=== RECORDS FOR THE EXERCISE ===

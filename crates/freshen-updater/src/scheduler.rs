//! Periodic re-checking on a fixed interval

use std::sync::Arc;
use std::time::Duration;

use tokio::time::MissedTickBehavior;
use tracing::{debug, error};

use crate::error::UpdaterError;
use crate::updater::Updater;

/// Re-runs update checks on a fixed interval
///
/// Ticks that land while a previous check is still running are skipped
/// instead of queueing up. The first check runs immediately when the loop
/// starts. Spawn [`run`](Self::run) as a task and abort it to stop.
pub struct UpdateScheduler {
    updater: Arc<Updater>,
    interval: Duration,
}

impl UpdateScheduler {
    /// Create a new scheduler around a shared driver
    pub fn new(updater: Arc<Updater>, interval: Duration) -> Self {
        Self { updater, interval }
    }

    /// Interval between scheduled checks
    pub fn interval(&self) -> Duration {
        self.interval
    }

    /// Run the scheduling loop
    pub async fn run(self) {
        let mut ticker = tokio::time::interval(self.interval);
        ticker.set_missed_tick_behavior(MissedTickBehavior::Delay);

        loop {
            ticker.tick().await;

            match self.updater.check_for_updates().await {
                Ok(()) => {
                    debug!(
                        backend = self.updater.backend_key(),
                        "scheduled update check started"
                    );
                }
                Err(UpdaterError::CheckInProgress) => {
                    debug!("previous check still running, skipping tick");
                }
                Err(e) => {
                    error!("scheduled update check failed: {e}");
                }
            }
        }
    }
}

===

*INSTRUCTIONS FOR THE TASK*: With no line skipped, output the listing in full.

*WRITTEN SOLUTION*:
filename crates/freshen-updater/src/scheduler.rs
//! Periodic re-checking on a fixed interval

use std::sync::Arc;
use std::time::Duration;

use tokio::time::MissedTickBehavior;
use tracing::{debug, error};

use crate::error::UpdaterError;
use crate::updater::Updater;

/// Re-runs update checks on a fixed interval
///
/// Ticks that land while a previous check is still running are skipped
/// instead of queueing up. The first check runs immediately when the loop
/// starts. Spawn [`run`](Self::run) as a task and abort it to stop.
pub struct UpdateScheduler {
    updater: Arc<Updater>,
    interval: Duration,
}

impl UpdateScheduler {
    /// Create a new scheduler around a shared driver
    pub fn new(updater: Arc<Updater>, interval: Duration) -> Self {
        Self { updater, interval }
    }

    /// Interval between scheduled checks
    pub fn interval(&self) -> Duration {
        self.interval
    }

    /// Run the scheduling loop
    pub async fn run(self) {
        let mut ticker = tokio::time::interval(self.interval);
        ticker.set_missed_tick_behavior(MissedTickBehavior::Delay);

        loop {
            ticker.tick().await;

            match self.updater.check_for_updates().await {
                Ok(()) => {
                    debug!(
                        backend = self.updater.backend_key(),
                        "scheduled update check started"
                    );
                }
                Err(UpdaterError::CheckInProgress) => {
                    debug!("previous check still running, skipping tick");
                }
                Err(e) => {
                    error!("scheduled update check failed: {e}");
                }
            }
        }
    }
}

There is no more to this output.